The UK’s new lockdown came into force on Bonfire Night. The pound weakened after the initial announcement, as investors anticipated a hit to the UK’s economic fortunes. In response, chancellor Rishi Sunak extended the furlough scheme, and the Bank of England said that it will continue to buy bonds to finance the government’s yawning deficit, which is running at around 20% of GDP. The Office for National Statistics reported that the UK’s debt pile has now exceeded the size of the economy for the first time since 1960.
Staying in the US, a House subcommittee published its investigation into the dominance of Big Tech. The 450-page report focussed on four companies: Apple, Amazon, Facebook, and Alphabet. The investigation found that all four had engaged in anti-competitive behaviour and formed effective network monopolies. While intended to pave the way for antitrust lawsuits, the report could also be read as making the investment case for each company.
Investor fear over antitrust rulings is overdone if history is anything to go by. Microsoft delivered stellar returns since its own antitrust suit in the 1990s, and even the forced breakup of AT&T’s telephone monopoly in the 1970s benefitted shareholders, by unlocking the value of divisions that had been neglected inside the conglomerate. Our view on technology stocks therefore remains positive.
China was one of the only positive markets in October, buoyed by survey data showing the strongest manufacturing growth in nine years. The rise was thanks to strong domestic demand, boosted by an extra public holiday in October. Exports were weak, however, as battered Western consumers lost their appetite for Chinese goods. The IMF projects China to grow by 1.9% this year, the only major economy to expand. We remain slightly overweight China in our Tactical portfolios and our investors have seen the benefit of this over the month.

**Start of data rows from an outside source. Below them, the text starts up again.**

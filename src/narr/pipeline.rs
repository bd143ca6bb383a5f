use std::time::Instant;

use chrono::{DateTime, Utc};
use serde::{Deserialize, Serialize};
use tracing::{info, warn};

use super::{
    error::PipelineError,
    model::{Narrative, NewsItem},
    narrative::NarrativeBuilder,
    quality::{QualityEvaluator, QualityReport},
    sink::{RunSink, Stage},
    text::Preprocessor,
    vectorizer::{TfidfMatrix, TfidfVectorizer},
};
use crate::config::Settings;

/// Result of one analysis run.
#[derive(Debug, Clone, PartialEq, Serialize, Deserialize)]
pub struct AnalysisReport {
    pub analysis_date: DateTime<Utc>,
    pub total_news: usize,
    pub narratives_count: usize,
    pub narratives: Vec<Narrative>,
    #[serde(default, skip_serializing_if = "Option::is_none")]
    pub quality: Option<QualityReport>,
    pub n_clusters: usize,
    pub n_noise: usize,
}

impl AnalysisReport {
    fn empty(analysis_date: DateTime<Utc>) -> Self {
        Self {
            analysis_date,
            total_news: 0,
            narratives_count: 0,
            narratives: Vec::new(),
            quality: None,
            n_clusters: 0,
            n_noise: 0,
        }
    }
}

/// Runs a batch of news items from raw text to narratives.
#[derive(Debug, Clone)]
pub struct Pipeline {
    settings: Settings,
    preprocessor: Preprocessor,
}

impl Default for Pipeline {
    fn default() -> Self {
        Self::new(Settings::default())
    }
}

impl Pipeline {
    pub fn new(settings: Settings) -> Self {
        let preprocessor = Preprocessor::from_settings(&settings.preprocessing);
        Self {
            settings,
            preprocessor,
        }
    }

    pub fn settings(&self) -> &Settings {
        &self.settings
    }

    /// The first `max_news` items.
    pub fn limit<'a>(&self, items: &'a [NewsItem]) -> &'a [NewsItem] {
        let max_news = self.settings.analysis.max_news;
        if items.len() > max_news {
            warn!(
                found = items.len(),
                limit = max_news,
                "too many news items, analyzing only the first ones"
            );
            &items[..max_news]
        } else {
            items
        }
    }

    /// Preprocess and vectorize `items` as given, without applying `max_news`.
    pub fn vectorize(
        &self,
        items: &[NewsItem],
        sink: &dyn RunSink,
    ) -> Result<TfidfMatrix, PipelineError> {
        let settings = &self.settings;
        let started = Instant::now();
        let texts = items
            .iter()
            .map(|item| item.text(settings.analysis.use_titles_only))
            .collect::<Vec<String>>();
        let processed = self.preprocessor.preprocess_batch(&texts);
        sink.stage_completed(Stage::Preprocess, started.elapsed());

        let started = Instant::now();
        let tfidf = TfidfVectorizer::new(settings.vectorization.clone()).fit_transform(&processed)?;
        sink.stage_completed(Stage::Vectorize, started.elapsed());
        Ok(tfidf)
    }

    pub fn run(&self, items: &[NewsItem], sink: &dyn RunSink) -> Result<AnalysisReport, PipelineError> {
        self.run_at(items, sink, Utc::now())
    }

    /// Like [`Pipeline::run`], stamping the report with `analysis_date`.
    pub fn run_at(
        &self,
        items: &[NewsItem],
        sink: &dyn RunSink,
        analysis_date: DateTime<Utc>,
    ) -> Result<AnalysisReport, PipelineError> {
        let settings = &self.settings;
        if items.is_empty() {
            info!("no news items to analyze");
            return Ok(AnalysisReport::empty(analysis_date));
        }

        let items = self.limit(items);
        let use_titles_only = settings.analysis.use_titles_only;
        let tfidf = self.vectorize(items, sink)?;
        let vectors = tfidf.to_feature_vectors();

        let started = Instant::now();
        let clustering = &settings.clustering;
        let clusterer = clustering
            .backend
            .clusterer(&clustering.hdbscan, clustering.dbscan_epsilon)?;
        let outcome = clusterer.cluster(&vectors)?;
        sink.stage_completed(Stage::Cluster, started.elapsed());
        sink.clustering_completed(&outcome);

        let quality = if settings.analysis.evaluate_quality {
            let started = Instant::now();
            let report = QualityEvaluator::new(settings.quality.clone()).evaluate(
                &vectors,
                &outcome.labels,
                outcome.n_clusters,
                outcome.n_noise,
            );
            sink.stage_completed(Stage::Evaluate, started.elapsed());
            sink.quality_evaluated(&report);
            Some(report)
        } else {
            None
        };

        let started = Instant::now();
        let narratives = NarrativeBuilder::new(
            settings.narrative.top_keywords,
            settings.narrative.top_titles,
            use_titles_only,
        )
        .build(items, &outcome.labels, settings.analysis.top_narratives)?;
        sink.stage_completed(Stage::BuildNarratives, started.elapsed());

        info!(
            backend = clusterer.name(),
            news = items.len(),
            terms = tfidf.n_terms(),
            clusters = outcome.n_clusters,
            narratives = narratives.len(),
            "analysis completed"
        );
        Ok(AnalysisReport {
            analysis_date,
            total_news: items.len(),
            narratives_count: narratives.len(),
            narratives,
            quality,
            n_clusters: outcome.n_clusters,
            n_noise: outcome.n_noise,
        })
    }
}

#[cfg(test)]
mod tests {
    use std::{sync::Mutex, time::Duration};

    use super::*;
    use crate::narr::{
        cluster::{Backend, DbscanEpsilon, DistanceMetric},
        error::VectorizeError,
        model::ClusteringOutcome,
    };

    #[derive(Default)]
    struct RecordingSink {
        stages: Mutex<Vec<Stage>>,
        clusters: Mutex<Option<usize>>,
    }

    impl RunSink for RecordingSink {
        fn stage_completed(&self, stage: Stage, _elapsed: Duration) {
            self.stages.lock().unwrap().push(stage);
        }

        fn clustering_completed(&self, outcome: &ClusteringOutcome) {
            *self.clusters.lock().unwrap() = Some(outcome.n_clusters);
        }

        fn quality_evaluated(&self, _report: &QualityReport) {}
    }

    fn corpus() -> Vec<NewsItem> {
        let finance = [
            "Центробанк повысил ключевую ставку",
            "Ключевую ставку центробанк повысил снова",
            "Центробанк снова повысил ставку",
            "Повысил центробанк ключевую ставку",
        ];
        let football = [
            "Футбольный клуб выиграл кубок страны",
            "Кубок страны выиграл футбольный клуб",
            "Футбольный клуб снова выиграл кубок",
            "Выиграл кубок страны футбольный клуб",
        ];
        finance
            .iter()
            .chain(football.iter())
            .map(|t| NewsItem::new(*t).with_source("Лента"))
            .collect()
    }

    fn settings() -> Settings {
        let mut settings = Settings::default();
        settings.clustering.hdbscan.min_cluster_size = 2;
        settings.vectorization.min_df = 1;
        settings
    }

    #[test]
    fn test_two_topics() {
        let sink = RecordingSink::default();
        let report = Pipeline::new(settings()).run(&corpus(), &sink).unwrap();
        assert_eq!(report.total_news, 8);
        assert_eq!(report.n_clusters, 2);
        assert_eq!(report.n_noise, 0);
        assert_eq!(report.narratives_count, 2);
        assert!(report.narratives.iter().all(|n| n.size == 4));
        assert!(report.quality.is_some());
        assert_eq!(
            *sink.stages.lock().unwrap(),
            vec![
                Stage::Preprocess,
                Stage::Vectorize,
                Stage::Cluster,
                Stage::Evaluate,
                Stage::BuildNarratives
            ]
        );
        assert_eq!(*sink.clusters.lock().unwrap(), Some(2));
    }

    #[test]
    fn test_empty_input() {
        let report = Pipeline::default().run(&[], &crate::narr::sink::NullSink).unwrap();
        assert_eq!(report.total_news, 0);
        assert!(report.narratives.is_empty());
        assert!(report.quality.is_none());
    }

    #[test]
    fn test_max_news_and_no_quality() {
        let mut settings = settings();
        settings.analysis.max_news = 4;
        settings.analysis.evaluate_quality = false;
        settings.analysis.top_narratives = 1;
        let report = Pipeline::new(settings)
            .run(&corpus(), &crate::narr::sink::NullSink)
            .unwrap();
        assert_eq!(report.total_news, 4);
        assert!(report.quality.is_none());
        assert!(report.narratives_count <= 1);
    }

    #[test]
    fn test_vocabulary_failure_is_surfaced() {
        let items = vec![NewsItem::new("и на"), NewsItem::new("the and")];
        let err = Pipeline::new(settings())
            .run(&items, &crate::narr::sink::NullSink)
            .unwrap_err();
        assert!(matches!(
            err,
            PipelineError::Vectorization(VectorizeError::EmptyVocabulary { documents: 2 })
        ));
    }

    #[test]
    fn test_dbscan_backend() {
        let mut settings = settings();
        settings.clustering.backend = Backend::Dbscan;
        settings.clustering.dbscan_epsilon = DbscanEpsilon::try_new(1.0).unwrap();
        settings.clustering.hdbscan.metric = DistanceMetric::Euclidean;
        let report = Pipeline::new(settings)
            .run(&corpus(), &crate::narr::sink::NullSink)
            .unwrap();
        assert_eq!(report.total_news, 8);
        assert!(report.n_clusters >= 1);
    }
}
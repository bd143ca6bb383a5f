use tracing::debug;

use super::{
    error::NarrativeError,
    keywords::KeywordExtractor,
    model::{ClusterLabel, Narrative, NewsItem, RepresentativeExample, group_indices},
};

/// Turns a clustering of news items into ranked narratives.
#[derive(Debug, Clone)]
pub struct NarrativeBuilder {
    top_titles: usize,
    use_titles_only: bool,
    extractor: KeywordExtractor,
}

impl Default for NarrativeBuilder {
    fn default() -> Self {
        Self::new(20, 10, true)
    }
}

impl NarrativeBuilder {
    pub fn new(top_keywords: usize, top_titles: usize, use_titles_only: bool) -> Self {
        Self {
            top_titles,
            use_titles_only,
            extractor: KeywordExtractor::new(top_keywords),
        }
    }

    /// The `top_n` largest clusters as narratives, largest first. Equal sizes
    /// keep ascending label order. Noise is never a narrative.
    pub fn build(
        &self,
        items: &[NewsItem],
        labels: &[ClusterLabel],
        top_n: usize,
    ) -> Result<Vec<Narrative>, NarrativeError> {
        if items.len() != labels.len() {
            return Err(NarrativeError::LengthMismatch {
                items: items.len(),
                labels: labels.len(),
            });
        }

        let mut groups = group_indices(labels).into_iter().collect::<Vec<_>>();
        groups.sort_by(|(_, a), (_, b)| b.len().cmp(&a.len()));

        let narratives = groups
            .into_iter()
            .take(top_n)
            .map(|(cluster_id, members)| {
                let members = members.iter().map(|&i| &items[i]).collect::<Vec<&NewsItem>>();
                self.narrative(cluster_id, &members)
            })
            .collect::<Vec<Narrative>>();

        debug!(narratives = narratives.len(), top_n, "narratives built");
        Ok(narratives)
    }

    fn narrative(&self, cluster_id: ClusterLabel, members: &[&NewsItem]) -> Narrative {
        let texts = members
            .iter()
            .map(|item| item.text(self.use_titles_only))
            .collect::<Vec<String>>();
        let keywords = self.extractor.extract(&texts);
        let representative_examples = members
            .iter()
            .take(self.top_titles)
            .map(|item| RepresentativeExample::from(*item))
            .collect();

        Narrative {
            cluster_id,
            size: members.len(),
            keywords,
            representative_examples,
            news_count: members.len(),
        }
    }
}
pub mod config;
pub mod display;
pub mod narr;
pub mod store;
//! Error types for the analytics engine.
//!
//! Only [`ClusterError`] and [`NarrativeError`] ever reach a caller of the
//! core. [`MetricError`] and [`KeywordError`] are recovered where they occur:
//! the quality evaluator omits a metric it cannot compute, and the keyword
//! extractor falls back to plain term frequencies.

use super::cluster::DistanceMetric;

/// Failures of the density clusterer. All of these are fatal for a batch and
/// are not retried, since the algorithm is deterministic.
#[derive(Debug, thiserror::Error)]
pub enum ClusterError {
    /// Empty, ragged or non-finite input.
    #[error("input shape error: {reason}")]
    InputShape { reason: String },

    /// A clustering parameter is out of range.
    #[error("invalid parameter: {0}")]
    InvalidParameter(String),

    /// The backend could not express the requested metric.
    #[error("{backend} backend does not support the {metric} metric")]
    UnsupportedMetric {
        backend: &'static str,
        metric: DistanceMetric,
    },

    /// Unexpected internal failure of the clustering algorithm.
    #[error("clustering failed: {0}")]
    Failure(String),
}

impl ClusterError {
    pub fn input_shape(reason: impl Into<String>) -> Self {
        Self::InputShape {
            reason: reason.into(),
        }
    }

    pub fn invalid_parameter(reason: impl Into<String>) -> Self {
        Self::InvalidParameter(reason.into())
    }

    pub fn failure(reason: impl Into<String>) -> Self {
        Self::Failure(reason.into())
    }
}

/// A single quality metric could not be computed.
#[derive(Debug, Clone, PartialEq, thiserror::Error)]
pub enum MetricError {
    #[error("number of labels is {labels}; valid values are 2 to n_samples - 1 ({samples} samples)")]
    LabelCount { labels: usize, samples: usize },

    #[error("labels ({labels}) and vectors ({vectors}) differ in length")]
    LengthMismatch { labels: usize, vectors: usize },

    #[error("degenerate input: {0}")]
    Degenerate(String),
}

/// A term-weighting model could not be fitted.
#[derive(Debug, Clone, PartialEq, Eq, thiserror::Error)]
pub enum VectorizeError {
    #[error("no documents to fit")]
    NoDocuments,

    #[error("no terms remain after pruning ({documents} documents)")]
    EmptyVocabulary { documents: usize },

    #[error("max_df leaves room for {max_doc_count} documents, fewer than min_df = {min_df}")]
    DocumentFrequencyBounds { max_doc_count: usize, min_df: usize },
}

/// Keyword ranking for one cluster failed; triggers the frequency fallback.
#[derive(Debug, Clone, PartialEq, Eq, thiserror::Error)]
pub enum KeywordError {
    #[error("local term model failed to fit: {0}")]
    ModelFit(#[from] VectorizeError),

    #[error("every ranked term was filtered out")]
    NoTerms,
}

/// Mismatched inputs handed to the narrative builder.
#[derive(Debug, Clone, PartialEq, Eq, thiserror::Error)]
pub enum NarrativeError {
    #[error("{items} items but {labels} labels")]
    LengthMismatch { items: usize, labels: usize },
}

/// Anything that can stop a batch run.
#[derive(Debug, thiserror::Error)]
pub enum PipelineError {
    #[error(transparent)]
    Clustering(#[from] ClusterError),

    #[error("vectorization failed: {0}")]
    Vectorization(#[from] VectorizeError),

    #[error(transparent)]
    Narrative(#[from] NarrativeError),
}
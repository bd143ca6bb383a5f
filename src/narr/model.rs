use std::collections::BTreeMap;

use chrono::{DateTime, Utc};
use derive_more::{Deref, Display, From, Into, IntoIterator};
use ndarray::Array2;
use serde::{Deserialize, Serialize};

use super::error::ClusterError;

/// Placeholder used when a document store can't tell us where an item came from.
pub const UNKNOWN_SOURCE: &str = "Unknown source";

#[derive(Debug, Clone, Copy, Serialize, Deserialize, PartialEq, Eq, Hash, From, Into, Display)]
#[display("{{ rows:{} columns:{} }}", self.0.0, self.0.1)]
pub struct Shape((usize, usize));

/// Newtype wrapper around the feature vectors of a run, one row per document.
/// Wraps a [`Vec<Vec<f64>>`] for type safety; rows are only guaranteed to be
/// of equal width once [`FeatureVectors::as_ndarray`] has succeeded.
#[derive(Debug, Clone, Default, PartialEq, From, Into, Deref, IntoIterator, Serialize, Deserialize)]
#[serde(transparent)]
pub struct FeatureVectors(Vec<Vec<f64>>);

impl FeatureVectors {
    /// The shape of this instance. Fails fast on empty or ragged input.
    pub fn shape(&self) -> Result<Shape, ClusterError> {
        let first = self
            .0
            .first()
            .ok_or_else(|| ClusterError::input_shape("no feature vectors"))?;
        let width = first.len();
        if width == 0 {
            return Err(ClusterError::input_shape("feature vectors have zero width"));
        }
        if let Some((row, v)) = self.0.iter().enumerate().find(|(_, v)| v.len() != width) {
            return Err(ClusterError::input_shape(format!(
                "row {} has width {}, expected {}",
                row,
                v.len(),
                width
            )));
        }
        Ok((self.0.len(), width).into())
    }

    /// Convert into an [`Array2`], checking shape and finiteness on the way.
    pub fn as_ndarray(&self) -> Result<Array2<f64>, ClusterError> {
        let shape = self.shape()?;
        if let Some((row, _)) = self
            .0
            .iter()
            .enumerate()
            .find(|(_, v)| v.iter().any(|x| !x.is_finite()))
        {
            return Err(ClusterError::input_shape(format!(
                "row {} contains a non-finite value",
                row
            )));
        }
        let flattened = self.0.iter().flatten().copied().collect::<Vec<f64>>();
        Array2::from_shape_vec(shape.0, flattened)
            .map_err(|e| ClusterError::input_shape(format!("{} ({})", e, shape)))
    }
}

impl From<Array2<f64>> for FeatureVectors {
    fn from(value: Array2<f64>) -> Self {
        Self(value.rows().into_iter().map(|r| r.to_vec()).collect())
    }
}

/// Simple newtype wrapper around a cluster label.
#[derive(
    Debug,
    Clone,
    Copy,
    PartialEq,
    Eq,
    PartialOrd,
    Ord,
    Hash,
    From,
    Into,
    Display,
    Serialize,
    Deserialize,
)]
#[serde(transparent)]
pub struct ClusterLabel(i32);

impl ClusterLabel {
    /// The label given to points no cluster claimed.
    pub const NOISE: Self = ClusterLabel(-1);

    pub fn is_noise(&self) -> bool {
        *self == Self::NOISE
    }

    pub fn is_signal(&self) -> bool {
        !self.is_noise()
    }

    pub fn value(&self) -> i32 {
        self.0
    }
}

/// Document index → label mapping produced by a clustering run.
#[derive(Debug, Clone, Default, PartialEq, Eq, From, Into, Deref, IntoIterator, Serialize, Deserialize)]
#[serde(transparent)]
pub struct ClusterAssignment(Vec<ClusterLabel>);

impl ClusterAssignment {
    pub fn all_noise(n: usize) -> Self {
        Self(vec![ClusterLabel::NOISE; n])
    }

    /// Member indices of every non-noise label, in original order.
    pub fn groups(&self) -> BTreeMap<ClusterLabel, Vec<usize>> {
        group_indices(&self.0)
    }

    pub fn stats(&self) -> ClusterStats {
        ClusterStats::from_labels(&self.0)
    }
}

impl FromIterator<ClusterLabel> for ClusterAssignment {
    fn from_iter<T: IntoIterator<Item = ClusterLabel>>(iter: T) -> Self {
        Self(iter.into_iter().collect())
    }
}

pub(crate) fn group_indices(labels: &[ClusterLabel]) -> BTreeMap<ClusterLabel, Vec<usize>> {
    let mut groups: BTreeMap<ClusterLabel, Vec<usize>> = BTreeMap::new();
    for (idx, label) in labels.iter().enumerate().filter(|(_, l)| l.is_signal()) {
        groups.entry(*label).or_default().push(idx);
    }
    groups
}

/// Per-run statistics derived from an assignment.
#[derive(Debug, Clone, Default, PartialEq, Eq, Serialize, Deserialize)]
pub struct ClusterStats {
    /// Size of every non-noise label.
    pub sizes: BTreeMap<ClusterLabel, usize>,
    pub n_noise: usize,
    pub n_points: usize,
}

impl ClusterStats {
    pub fn from_labels(labels: &[ClusterLabel]) -> Self {
        let mut sizes = BTreeMap::new();
        let mut n_noise = 0;
        for label in labels {
            if label.is_noise() {
                n_noise += 1;
            } else {
                *sizes.entry(*label).or_insert(0) += 1;
            }
        }
        Self {
            sizes,
            n_noise,
            n_points: labels.len(),
        }
    }

    pub fn n_clusters(&self) -> usize {
        self.sizes.len()
    }

    /// Number of points that landed in some cluster.
    pub fn clustered(&self) -> usize {
        self.sizes.values().sum()
    }

    pub fn distinct_labels(&self) -> Vec<ClusterLabel> {
        self.sizes.keys().copied().collect()
    }
}

/// Result of a clustering backend.
#[derive(Debug, Clone, PartialEq, Eq, Serialize, Deserialize)]
pub struct ClusteringOutcome {
    pub labels: ClusterAssignment,
    pub n_clusters: usize,
    pub n_noise: usize,
    pub distinct_labels: Vec<ClusterLabel>,
}

impl ClusteringOutcome {
    pub fn from_labels(labels: ClusterAssignment) -> Self {
        let stats = labels.stats();
        Self {
            n_clusters: stats.n_clusters(),
            n_noise: stats.n_noise,
            distinct_labels: stats.distinct_labels(),
            labels,
        }
    }

    pub fn all_noise(n: usize) -> Self {
        Self::from_labels(ClusterAssignment::all_noise(n))
    }

    pub fn len(&self) -> usize {
        self.labels.len()
    }

    pub fn is_empty(&self) -> bool {
        self.labels.is_empty()
    }
}

/// A news item as returned by the document store.
#[derive(Debug, Clone, Default, PartialEq, Serialize, Deserialize)]
pub struct NewsItem {
    #[serde(default)]
    pub id: Option<i64>,
    pub title: String,
    #[serde(default)]
    pub description: String,
    #[serde(default)]
    pub link: String,
    #[serde(default, alias = "source_name")]
    pub source_label: Option<String>,
    #[serde(default)]
    pub published_at: Option<DateTime<Utc>>,
}

impl NewsItem {
    pub fn new(title: impl Into<String>) -> Self {
        Self {
            title: title.into(),
            ..Self::default()
        }
    }

    pub fn with_description(mut self, description: impl Into<String>) -> Self {
        self.description = description.into();
        self
    }

    pub fn with_link(mut self, link: impl Into<String>) -> Self {
        self.link = link.into();
        self
    }

    pub fn with_source(mut self, source: impl Into<String>) -> Self {
        self.source_label = Some(source.into());
        self
    }

    /// The text that represents this item for analysis.
    pub fn text(&self, use_titles_only: bool) -> String {
        if use_titles_only || self.description.is_empty() {
            self.title.clone()
        } else {
            format!("{} {}", self.title, self.description)
        }
    }

    /// Source label, or [`UNKNOWN_SOURCE`] when the store didn't have one.
    pub fn source(&self) -> &str {
        self.source_label
            .as_deref()
            .filter(|s| !s.trim().is_empty())
            .unwrap_or(UNKNOWN_SOURCE)
    }
}

/// A reference back to one of the items in a narrative.
#[derive(Debug, Clone, PartialEq, Eq, Serialize, Deserialize)]
pub struct RepresentativeExample {
    pub title: String,
    pub link: String,
    pub source: String,
}

impl From<&NewsItem> for RepresentativeExample {
    fn from(item: &NewsItem) -> Self {
        Self {
            title: item.title.clone(),
            link: item.link.clone(),
            source: item.source().to_owned(),
        }
    }
}

/// A cluster's summary: what it's about and a few items that show it.
#[derive(Debug, Clone, PartialEq, Eq, Serialize, Deserialize)]
pub struct Narrative {
    pub cluster_id: ClusterLabel,
    pub size: usize,
    /// Most relevant first.
    pub keywords: Vec<String>,
    pub representative_examples: Vec<RepresentativeExample>,
    pub news_count: usize,
}

#[cfg(test)]
mod tests {
    use super::*;

    fn labels(raw: &[i32]) -> Vec<ClusterLabel> {
        raw.iter().copied().map(ClusterLabel::from).collect()
    }

    #[test]
    fn test_shape_rejects_empty_and_ragged() {
        assert!(FeatureVectors::default().shape().is_err());
        assert!(FeatureVectors::from(vec![vec![]]).shape().is_err());

        let ragged = FeatureVectors::from(vec![vec![1.0, 2.0], vec![1.0]]);
        let err = ragged.shape().unwrap_err();
        assert!(err.to_string().contains("row 1"));

        let ok = FeatureVectors::from(vec![vec![1.0, 2.0], vec![3.0, 4.0], vec![0.0, 0.0]]);
        assert_eq!(ok.shape().unwrap(), Shape::from((3, 2)));
    }

    #[test]
    fn test_as_ndarray_rejects_nan() {
        let v = FeatureVectors::from(vec![vec![1.0, f64::NAN]]);
        assert!(matches!(
            v.as_ndarray(),
            Err(ClusterError::InputShape { .. })
        ));
    }

    #[test]
    fn test_as_ndarray_round_trip() {
        let v = FeatureVectors::from(vec![vec![1.0, 2.0], vec![3.0, 4.0]]);
        let arr = v.as_ndarray().unwrap();
        assert_eq!(arr[[1, 0]], 3.0);
        assert_eq!(FeatureVectors::from(arr), v);
    }

    #[test]
    fn test_noise_label() {
        assert!(ClusterLabel::NOISE.is_noise());
        assert!(ClusterLabel::from(0).is_signal());
    }

    #[test]
    fn test_stats_account_for_every_point() {
        let assignment = ClusterAssignment::from(labels(&[0, 1, -1, 0, 2, -1, 1, 0]));
        let stats = assignment.stats();
        assert_eq!(stats.n_clusters(), 3);
        assert_eq!(stats.n_noise, 2);
        assert_eq!(stats.clustered() + stats.n_noise, 8);
        assert_eq!(stats.sizes[&ClusterLabel::from(0)], 3);

        let groups = assignment.groups();
        assert_eq!(groups[&ClusterLabel::from(0)], vec![0, 3, 7]);
        assert!(!groups.contains_key(&ClusterLabel::NOISE));
    }

    #[test]
    fn test_outcome_from_labels() {
        let outcome = ClusteringOutcome::from_labels(labels(&[1, 1, -1, 0]).into());
        assert_eq!(outcome.n_clusters, 2);
        assert_eq!(outcome.n_noise, 1);
        assert_eq!(
            outcome.distinct_labels,
            vec![ClusterLabel::from(0), ClusterLabel::from(1)]
        );

        let noise = ClusteringOutcome::all_noise(4);
        assert_eq!(noise.n_clusters, 0);
        assert_eq!(noise.n_noise, 4);
    }

    #[test]
    fn test_news_item_text_and_source() {
        let item = NewsItem::new("Title").with_description("Body");
        assert_eq!(item.text(true), "Title");
        assert_eq!(item.text(false), "Title Body");
        assert_eq!(item.source(), UNKNOWN_SOURCE);
        assert_eq!(item.clone().with_source("Wire").source(), "Wire");
        assert_eq!(item.with_source("  ").source(), UNKNOWN_SOURCE);
    }
}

Most major western European countries instituted new rules or lockdowns in the face of the second coronavirus wave, albeit less strictly than in the spring. The renewed restrictions hit European stocks, with the blue-chip Euro Stoxx 50 index falling more than 10% in the second half of October, although they have since mostly recovered in the early part of November.
Japan’s new prime minister, Yoshihide Suga, launched a fresh stimulus package of almost $100bn. Economists are concerned about the timing of the new stimulus, which could provide a sugar rush today, but merely steepen the fiscal cliff once emergency measures are withdrawn. The world’s third-largest economy has already piled up debt twice as large as its GDP. However, Japanese citizens are prodigious savers, and the country continues to enjoy low-interest rates and a safe haven currency status. The economy remains more robust in these coronavirus times and we remain slightly overweight in Japan across our portfolios.
In style and character, President Biden will be far removed from his immediate predecessor. For investors, however, many of the themes of the last few years remain unchanged; ultra-low interest rates, mounting debt, the rise of China, the burgeoning power of Big Tech, and of course the coronavirus crisis. Short term, if the Democrats are successful in rolling back Trump’s tax cuts, we expect it to drag on US equities. In the long term, we expect America’s loose fiscal policy to be bearish for bonds and bullish for equities and other inflation-driven assets, such as gold.